**WHAT TO DO**
The whole listing below should be output again, word for word.
===== RECORD EXCERPTS =====
use serde::{Deserialize, Serialize};
use uuid::Uuid;

#[derive(Debug, Default, Deserialize)]
pub struct CreateBodyPartRequest {
    pub name: Option<String>,
    #[serde(alias = "days")]
    pub day: Option<String>,
}

#[derive(Debug, Default, Deserialize)]
#[serde(rename_all = "camelCase")]
pub struct CreateExerciseRequest {
    pub body_part_id: Option<Uuid>,
    pub name: Option<String>,
}

#[derive(Debug, Serialize)]
pub struct ExerciseSummary {
    pub id: Uuid,
    pub name: String,
}

#[derive(Debug, Serialize)]
pub struct BodyPartWithExercises {
    pub id: Uuid,
    pub name: String,
    pub day: String,
    pub exercises: Vec<ExerciseSummary>,
}
use axum::{extract::State, http::StatusCode};
use time::OffsetDateTime;
use tracing::instrument;
use uuid::Uuid;

use super::{
    dto::{CreateGroupRequest, GroupView, InviteRequest, InviteResponse},
    guard,
    invites::invite_members,
    overview::{group_exercise_overview, GroupExerciseOverview},
    repo::Group,
    service,
};
use crate::{
    auth::{dto::MessageResponse, AuthUser},
    catalog::{
        dto::{BodyPartWithExercises, CreateBodyPartRequest, CreateExerciseRequest},
        service as catalog_service, BodyPart, Exercise,
    },
    error::AppResult,
    extract::{Json, Path},
    scope::Scope,
    state::AppState,
    workouts::{dto::LogSetRequest, ledger::admit_authorized, SetLogEntry},
};

#[instrument(skip(state, req))]
pub async fn create_group(
    State(state): State<AppState>,
    AuthUser(user_id): AuthUser,
    Json(req): Json<CreateGroupRequest>,
) -> AppResult<(StatusCode, Json<Group>)> {
    let group = service::create_group(&*state.groups, user_id, req, OffsetDateTime::now_utc()).await?;
    Ok((StatusCode::CREATED, Json(group)))
}

#[instrument(skip(state))]
pub async fn list_groups(
    State(state): State<AppState>,
    AuthUser(user_id): AuthUser,
) -> AppResult<Json<Vec<GroupView>>> {
    Ok(Json(service::list_groups(&*state.groups, &*state.users, user_id).await?))
}

#[instrument(skip(state, req))]
pub async fn invite(
    State(state): State<AppState>,
    AuthUser(user_id): AuthUser,
    Path(group_id): Path<Uuid>,
    Json(req): Json<InviteRequest>,
) -> AppResult<Json<InviteResponse>> {
    let results = invite_members(
        &*state.groups,
        &*state.users,
        &*state.notifier,
        &state.config.invite_register_url,
        group_id,
        user_id,
        req,
    )
    .await?;
    Ok(Json(InviteResponse {
        message: "Invites processed".into(),
        group_id,
        results,
    }))
}

#[instrument(skip(state))]
pub async fn remove_member(
    State(state): State<AppState>,
    AuthUser(user_id): AuthUser,
    Path((group_id, member_id)): Path<(Uuid, Uuid)>,
) -> AppResult<Json<MessageResponse>> {
    service::remove_member(&*state.groups, group_id, user_id, member_id).await?;
    Ok(Json(MessageResponse::new("Member removed from group successfully")))
}

#[instrument(skip(state))]
pub async fn delete_group(
    State(state): State<AppState>,
    AuthUser(user_id): AuthUser,
    Path(group_id): Path<Uuid>,
) -> AppResult<Json<MessageResponse>> {
    service::delete_group(&*state.groups, group_id, user_id).await?;
    Ok(Json(MessageResponse::new("Group deleted successfully")))
}

#[instrument(skip(state, req))]
pub async fn create_body_part(
    State(state): State<AppState>,
    AuthUser(user_id): AuthUser,
    Path(group_id): Path<Uuid>,
    Json(req): Json<CreateBodyPartRequest>,
) -> AppResult<(StatusCode, Json<BodyPart>)> {
    let body_part = catalog_service::create_body_part(
        &*state.catalog,
        &*state.groups,
        user_id,
        Scope::Group(group_id),
        req,
        OffsetDateTime::now_utc(),
    )
    .await?;
    Ok((StatusCode::CREATED, Json(body_part)))
}

#[instrument(skip(state, req))]
pub async fn create_exercise(
    State(state): State<AppState>,
    AuthUser(user_id): AuthUser,
    Path(group_id): Path<Uuid>,
    Json(req): Json<CreateExerciseRequest>,
) -> AppResult<(StatusCode, Json<Exercise>)> {
    let exercise = catalog_service::create_exercise(
        &*state.catalog,
        &*state.groups,
        user_id,
        Scope::Group(group_id),
        req,
        OffsetDateTime::now_utc(),
    )
    .await?;
    Ok((StatusCode::CREATED, Json(exercise)))
}

#[instrument(skip(state))]
pub async fn list_body_parts(
    State(state): State<AppState>,
    AuthUser(user_id): AuthUser,
    Path(group_id): Path<Uuid>,
) -> AppResult<Json<Vec<BodyPartWithExercises>>> {
    let listing = catalog_service::body_parts_with_exercises(
        &*state.catalog,
        &*state.groups,
        user_id,
        Scope::Group(group_id),
    )
    .await?;
    Ok(Json(listing))
}

#[instrument(skip(state, req))]
pub async fn log_set(
    State(state): State<AppState>,
    AuthUser(user_id): AuthUser,
    Path(group_id): Path<Uuid>,
    Json(req): Json<LogSetRequest>,
) -> AppResult<(StatusCode, Json<SetLogEntry>)> {
    let scope = Scope::Group(group_id);
    guard::require_member(&*state.groups, group_id, user_id).await?;
    let input = req.into_input()?;
    catalog_service::require_exercise(&*state.catalog, user_id, scope, input.exercise_id).await?;
    let entry = admit_authorized(&*state.sets, user_id, scope, input, OffsetDateTime::now_utc()).await?;
    Ok((StatusCode::CREATED, Json(entry)))
}

#[instrument(skip(state))]
pub async fn exercise_overview(
    State(state): State<AppState>,
    AuthUser(user_id): AuthUser,
    Path((group_id, exercise_id)): Path<(Uuid, Uuid)>,
) -> AppResult<Json<GroupExerciseOverview>> {
    let overview = group_exercise_overview(
        &*state.groups,
        &*state.catalog,
        &*state.sets,
        &*state.users,
        group_id,
        exercise_id,
        user_id,
    )
    .await?;
    Ok(Json(overview))
}

#[instrument(skip(state))]
pub async fn delete_exercise(
    State(state): State<AppState>,
    AuthUser(user_id): AuthUser,
    Path((group_id, exercise_id)): Path<(Uuid, Uuid)>,
) -> AppResult<Json<MessageResponse>> {
    service::delete_group_exercise(&*state.groups, &*state.catalog, group_id, user_id, exercise_id)
        .await?;
    Ok(Json(MessageResponse::new("Exercise and its logs deleted successfully")))
}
=====
**OUTPUT**
use serde::{Deserialize, Serialize};
use uuid::Uuid;

#[derive(Debug, Default, Deserialize)]
pub struct CreateBodyPartRequest {
    pub name: Option<String>,
    #[serde(alias = "days")]
    pub day: Option<String>,
}

#[derive(Debug, Default, Deserialize)]
#[serde(rename_all = "camelCase")]
pub struct CreateExerciseRequest {
    pub body_part_id: Option<Uuid>,
    pub name: Option<String>,
}

#[derive(Debug, Serialize)]
pub struct ExerciseSummary {
    pub id: Uuid,
    pub name: String,
}

#[derive(Debug, Serialize)]
pub struct BodyPartWithExercises {
    pub id: Uuid,
    pub name: String,
    pub day: String,
    pub exercises: Vec<ExerciseSummary>,
}
use axum::{extract::State, http::StatusCode};
use time::OffsetDateTime;
use tracing::instrument;
use uuid::Uuid;

use super::{
    dto::{CreateGroupRequest, GroupView, InviteRequest, InviteResponse},
    guard,
    invites::invite_members,
    overview::{group_exercise_overview, GroupExerciseOverview},
    repo::Group,
    service,
};
use crate::{
    auth::{dto::MessageResponse, AuthUser},
    catalog::{
        dto::{BodyPartWithExercises, CreateBodyPartRequest, CreateExerciseRequest},
        service as catalog_service, BodyPart, Exercise,
    },
    error::AppResult,
    extract::{Json, Path},
    scope::Scope,
    state::AppState,
    workouts::{dto::LogSetRequest, ledger::admit_authorized, SetLogEntry},
};

#[instrument(skip(state, req))]
pub async fn create_group(
    State(state): State<AppState>,
    AuthUser(user_id): AuthUser,
    Json(req): Json<CreateGroupRequest>,
) -> AppResult<(StatusCode, Json<Group>)> {
    let group = service::create_group(&*state.groups, user_id, req, OffsetDateTime::now_utc()).await?;
    Ok((StatusCode::CREATED, Json(group)))
}

#[instrument(skip(state))]
pub async fn list_groups(
    State(state): State<AppState>,
    AuthUser(user_id): AuthUser,
) -> AppResult<Json<Vec<GroupView>>> {
    Ok(Json(service::list_groups(&*state.groups, &*state.users, user_id).await?))
}

#[instrument(skip(state, req))]
pub async fn invite(
    State(state): State<AppState>,
    AuthUser(user_id): AuthUser,
    Path(group_id): Path<Uuid>,
    Json(req): Json<InviteRequest>,
) -> AppResult<Json<InviteResponse>> {
    let results = invite_members(
        &*state.groups,
        &*state.users,
        &*state.notifier,
        &state.config.invite_register_url,
        group_id,
        user_id,
        req,
    )
    .await?;
    Ok(Json(InviteResponse {
        message: "Invites processed".into(),
        group_id,
        results,
    }))
}

#[instrument(skip(state))]
pub async fn remove_member(
    State(state): State<AppState>,
    AuthUser(user_id): AuthUser,
    Path((group_id, member_id)): Path<(Uuid, Uuid)>,
) -> AppResult<Json<MessageResponse>> {
    service::remove_member(&*state.groups, group_id, user_id, member_id).await?;
    Ok(Json(MessageResponse::new("Member removed from group successfully")))
}

#[instrument(skip(state))]
pub async fn delete_group(
    State(state): State<AppState>,
    AuthUser(user_id): AuthUser,
    Path(group_id): Path<Uuid>,
) -> AppResult<Json<MessageResponse>> {
    service::delete_group(&*state.groups, group_id, user_id).await?;
    Ok(Json(MessageResponse::new("Group deleted successfully")))
}

#[instrument(skip(state, req))]
pub async fn create_body_part(
    State(state): State<AppState>,
    AuthUser(user_id): AuthUser,
    Path(group_id): Path<Uuid>,
    Json(req): Json<CreateBodyPartRequest>,
) -> AppResult<(StatusCode, Json<BodyPart>)> {
    let body_part = catalog_service::create_body_part(
        &*state.catalog,
        &*state.groups,
        user_id,
        Scope::Group(group_id),
        req,
        OffsetDateTime::now_utc(),
    )
    .await?;
    Ok((StatusCode::CREATED, Json(body_part)))
}

#[instrument(skip(state, req))]
pub async fn create_exercise(
    State(state): State<AppState>,
    AuthUser(user_id): AuthUser,
    Path(group_id): Path<Uuid>,
    Json(req): Json<CreateExerciseRequest>,
) -> AppResult<(StatusCode, Json<Exercise>)> {
    let exercise = catalog_service::create_exercise(
        &*state.catalog,
        &*state.groups,
        user_id,
        Scope::Group(group_id),
        req,
        OffsetDateTime::now_utc(),
    )
    .await?;
    Ok((StatusCode::CREATED, Json(exercise)))
}

#[instrument(skip(state))]
pub async fn list_body_parts(
    State(state): State<AppState>,
    AuthUser(user_id): AuthUser,
    Path(group_id): Path<Uuid>,
) -> AppResult<Json<Vec<BodyPartWithExercises>>> {
    let listing = catalog_service::body_parts_with_exercises(
        &*state.catalog,
        &*state.groups,
        user_id,
        Scope::Group(group_id),
    )
    .await?;
    Ok(Json(listing))
}

#[instrument(skip(state, req))]
pub async fn log_set(
    State(state): State<AppState>,
    AuthUser(user_id): AuthUser,
    Path(group_id): Path<Uuid>,
    Json(req): Json<LogSetRequest>,
) -> AppResult<(StatusCode, Json<SetLogEntry>)> {
    let scope = Scope::Group(group_id);
    guard::require_member(&*state.groups, group_id, user_id).await?;
    let input = req.into_input()?;
    catalog_service::require_exercise(&*state.catalog, user_id, scope, input.exercise_id).await?;
    let entry = admit_authorized(&*state.sets, user_id, scope, input, OffsetDateTime::now_utc()).await?;
    Ok((StatusCode::CREATED, Json(entry)))
}

#[instrument(skip(state))]
pub async fn exercise_overview(
    State(state): State<AppState>,
    AuthUser(user_id): AuthUser,
    Path((group_id, exercise_id)): Path<(Uuid, Uuid)>,
) -> AppResult<Json<GroupExerciseOverview>> {
    let overview = group_exercise_overview(
        &*state.groups,
        &*state.catalog,
        &*state.sets,
        &*state.users,
        group_id,
        exercise_id,
        user_id,
    )
    .await?;
    Ok(Json(overview))
}

#[instrument(skip(state))]
pub async fn delete_exercise(
    State(state): State<AppState>,
    AuthUser(user_id): AuthUser,
    Path((group_id, exercise_id)): Path<(Uuid, Uuid)>,
) -> AppResult<Json<MessageResponse>> {
    service::delete_group_exercise(&*state.groups, &*state.catalog, group_id, user_id, exercise_id)
        .await?;
    Ok(Json(MessageResponse::new("Exercise and its logs deleted successfully")))
}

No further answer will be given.